§ **Task directions**
After locating "use super::*;" in the listing below, copy that line and each one after it exactly, ending with the line that has "let decompositions = decompose_all(&[1, 0, -1, 9, -38]);".

◇ ◇ ◇

use std::collections::BTreeSet;

/// The distinct prime factors of one input integer: at least one of them has to be hit.
pub type Decomposition = BTreeSet<u64>;

/// Returns the distinct prime factors of `|n|`, or an empty set for -1, 0 and 1.
///
/// Plain trial division up to the square root of the unfactored rest: cheap for inputs with
/// small factors, but a prime close to `i64::MAX` takes about three billion divisions.
pub fn prime_factors(n: i64) -> Decomposition {
    let mut rest = n.unsigned_abs();
    let mut primes = Decomposition::new();
    if rest < 2 {
        return primes;
    }
    let mut d: u64 = 2;
    while d * d <= rest {
        if rest % d == 0 {
            primes.insert(d);
            while rest % d == 0 {
                rest /= d;
            }
        }
        d += if d == 2 { 1 } else { 2 };
    }
    if rest > 1 {
        primes.insert(rest);
    }
    primes
}

/// Decomposes every integer, silently dropping those without prime factors.
pub fn decompose_all(numbers: &[i64]) -> Vec<Decomposition> {
    numbers.iter()
        .map(|n| prime_factors(*n))
        .filter(|d| !d.is_empty())
        .collect()
}

#[cfg(test)]
mod tests {
    use super::*;

    fn set(v: &[u64]) -> Decomposition {
        v.iter().cloned().collect()
    }

    #[test]
    fn factors_small_integers() {
        let input = [10, 2, 5, -12, 36, 100, 0];
        let expected = vec![set(&[2, 5]), set(&[2]), set(&[5]), set(&[2, 3]), set(&[2, 3]), set(&[2, 5]), set(&[])];
        let realised: Vec<Decomposition> = input.iter().map(|n| prime_factors(*n)).collect();
        assert_eq!(realised, expected);
    }

    #[test]
    fn degenerate_integers_have_no_factors() {
        for n in [-1, 0, 1] {
            assert!(prime_factors(n).is_empty());
        }
    }

    #[test]
    fn handles_extremes() {
        assert_eq!(prime_factors(i64::MIN), set(&[2]));
        assert_eq!(prime_factors(-1_000_003), set(&[1_000_003]));
        assert_eq!(prime_factors(2 * 3 * 5 * 7 * 11 * 13 * 9_973), set(&[2, 3, 5, 7, 11, 13, 9_973]));
    }

    #[test]
    fn decompose_all_drops_degenerate() {
        let decompositions = decompose_all(&[1, 0, -1, 9, -38]);
        assert_eq!(decompositions, vec![set(&[3]), set(&[2, 19])]);
    }
}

◇ ◇ ◇

§ **Answer section**
    use super::*;

    fn set(v: &[u64]) -> Decomposition {
        v.iter().cloned().collect()
    }

    #[test]
    fn factors_small_integers() {
        let input = [10, 2, 5, -12, 36, 100, 0];
        let expected = vec![set(&[2, 5]), set(&[2]), set(&[5]), set(&[2, 3]), set(&[2, 3]), set(&[2, 5]), set(&[])];
        let realised: Vec<Decomposition> = input.iter().map(|n| prime_factors(*n)).collect();
        assert_eq!(realised, expected);
    }

    #[test]
    fn degenerate_integers_have_no_factors() {
        for n in [-1, 0, 1] {
            assert!(prime_factors(n).is_empty());
        }
    }

    #[test]
    fn handles_extremes() {
        assert_eq!(prime_factors(i64::MIN), set(&[2]));
        assert_eq!(prime_factors(-1_000_003), set(&[1_000_003]));
        assert_eq!(prime_factors(2 * 3 * 5 * 7 * 11 * 13 * 9_973), set(&[2, 3, 5, 7, 11, 13, 9_973]));
    }

    #[test]
    fn decompose_all_drops_degenerate() {
        let decompositions = decompose_all(&[1, 0, -1, 9, -38]);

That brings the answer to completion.